/// update_user
///
/// [Authenticated Route] Self-or-admin. Only admins may move a user to another role.
#[utoipa::path(
    put,
    path = "/api/v1/users/{id}",
    params(("id" = i64, Path, description = "User id")),
    request_body = UpdateUserInput,
    responses(
        (status = 200, description = "User successfully updated", body = UserDetail),
        (status = 403, description = "Not self or admin")
    )
)]
pub async fn update_user(
    user: AuthUser,
    State(state): State<AppState>,
    ctx: RequestContext,
    path: Result<Path<i64>, PathRejection>,
    payload: Result<Json<UpdateUserInput>, JsonRejection>,
) -> AppResult<ApiResponse<UserDetail>> {
    let id = path_id(path)?;
    user.require_self_or_admin(id)?;

    let input = body(payload)?;
    validated(input.validate())?;

    if !user.is_admin && input.role_id != user.role_id {
        return Err(AppError::Forbidden);
    }

    let detail = state.repo.update_user(&ctx, id, input).await?;
    Ok(ApiResponse::ok("User successfully updated", detail).with_request_id(ctx.request_id.clone()))
}

#[utoipa::path(
    put,
    path = "/api/v1/users/{id}/reset-password",
    params(("id" = i64, Path, description = "User id")),
    request_body = ResetPasswordInput,
    responses((status = 200, description = "Password successfully reset"))
)]
pub async fn reset_password(
    State(state): State<AppState>,
    ctx: RequestContext,
    path: Result<Path<i64>, PathRejection>,
    payload: Result<Json<ResetPasswordInput>, JsonRejection>,
) -> AppResult<ApiResponse<()>> {
    let id = path_id(path)?;
    let input = body(payload)?;
    validated(input.validate())?;

    let password_hash = auth::hash_password(input.password).await?;
    state.repo.update_password(&ctx, id, password_hash).await?;

    Ok(ApiResponse::message(StatusCode::OK, "Password successfully reset").with_request_id(ctx.request_id.clone()))
}

#[utoipa::path(
    delete,
    path = "/api/v1/users/{id}",
    params(("id" = i64, Path, description = "User id")),
    responses(
        (status = 200, description = "User successfully deleted"),
        (status = 404, description = "User not found")
    )
)]
pub async fn delete_user(
    user: AuthUser,
    State(state): State<AppState>,
    ctx: RequestContext,
    path: Result<Path<i64>, PathRejection>,
) -> AppResult<ApiResponse<()>> {
    let id = path_id(path)?;
    if id == user.id {
        return Err(AppError::BadRequest("Cannot delete your own account".to_string()));
    }

    state.repo.delete_user(&ctx, id).await?;
    Ok(ApiResponse::message(StatusCode::OK, "User successfully deleted").with_request_id(ctx.request_id.clone()))
}

// --- Roles ---

/// list_roles
///
/// [Authenticated Route] Sortable/filterable keys: `name`, `is_admin`, `created`, `updated`.
#[utoipa::path(
    get,
    path = "/api/v1/roles",
    params(ListParams),
    responses((status = 200, description = "Role data found", body = [RoleList]))
)]
pub async fn list_roles(
    State(state): State<AppState>,
    ctx: RequestContext,
    uri: OriginalUri,
    Query(params): Query<ListParams>,
) -> AppResult<ApiResponse<Vec<RoleList>>> {
    let spec = QuerySpec::parse(&params, state.config.page_defaults);
    let page = state.repo.list_roles(&ctx, &spec).await?;
    Ok(page_response(&ctx, "Role data found", &spec, &uri, page))
}

#[utoipa::path(
    get,
    path = "/api/v1/roles/{id}",
    params(("id" = i64, Path, description = "Role id")),
    responses(
        (status = 200, description = "Role data found", body = RoleDetail),
        (status = 404, description = "Role not found")
    )
)]
pub async fn get_role(
    State(state): State<AppState>,
    ctx: RequestContext,
    path: Result<Path<i64>, PathRejection>,
) -> AppResult<ApiResponse<RoleDetail>> {
    let id = path_id(path)?;
    let detail = state.repo.get_role(&ctx, id).await?;
    Ok(ApiResponse::ok("Role data found", detail).with_request_id(ctx.request_id.clone()))
}

/// create_role
///
/// [Admin Route] Creates the role and links its permissions in one transaction.
#[utoipa::path(
    post,
    path = "/api/v1/roles",
    request_body = RoleInput,
    responses(
        (status = 201, description = "Role successfully created", body = RoleDetail),
        (status = 400, description = "Validation failed")
    )
)]
pub async fn create_role(
    State(state): State<AppState>,
    ctx: RequestContext,
    payload: Result<Json<RoleInput>, JsonRejection>,
) -> AppResult<ApiResponse<RoleDetail>> {
    let input = body(payload)?;
    validated(input.validate())?;

    let detail = state.repo.create_role(&ctx, input).await?;
    Ok(ApiResponse::created("Role successfully created", detail).with_request_id(ctx.request_id.clone()))
}

/// update_role
///
/// [Admin Route] Replaces the role's name, admin flag and whole permission set.
#[utoipa::path(
    put,
    path = "/api/v1/roles/{id}",
    params(("id" = i64, Path, description = "Role id")),
    request_body = RoleInput,
    responses(
        (status = 200, description = "Role successfully updated", body = RoleDetail),
        (status = 404, description = "Role not found")
    )
)]
pub async fn update_role(
    State(state): State<AppState>,
    ctx: RequestContext,
    path: Result<Path<i64>, PathRejection>,
    payload: Result<Json<RoleInput>, JsonRejection>,
) -> AppResult<ApiResponse<RoleDetail>> {
    let id = path_id(path)?;
    let input = body(payload)?;
    validated(input.validate())?;

    let detail = state.repo.update_role(&ctx, id, input).await?;
    Ok(ApiResponse::ok("Role successfully updated", detail).with_request_id(ctx.request_id.clone()))
}

#[utoipa::path(
    delete,
    path = "/api/v1/roles/{id}",
    params(("id" = i64, Path, description = "Role id")),
    responses(
        (status = 200, description = "Role successfully deleted"),
        (status = 404, description = "Role not found")
    )
)]
pub async fn delete_role(
    State(state): State<AppState>,
    ctx: RequestContext,
    path: Result<Path<i64>, PathRejection>,
) -> AppResult<ApiResponse<()>> {
    let id = path_id(path)?;
    state.repo.delete_role(&ctx, id).await?;
    Ok(ApiResponse::message(StatusCode::OK, "Role successfully deleted").with_request_id(ctx.request_id.clone()))
}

....

* [HOW TO COMPLETE THIS TASK]:
Lines above that have "return": copy each of them.

* [WRITTEN SOLUTION]:
        return Err(AppError::Forbidden);
        return Err(AppError::BadRequest("Cannot delete your own account".to_string()));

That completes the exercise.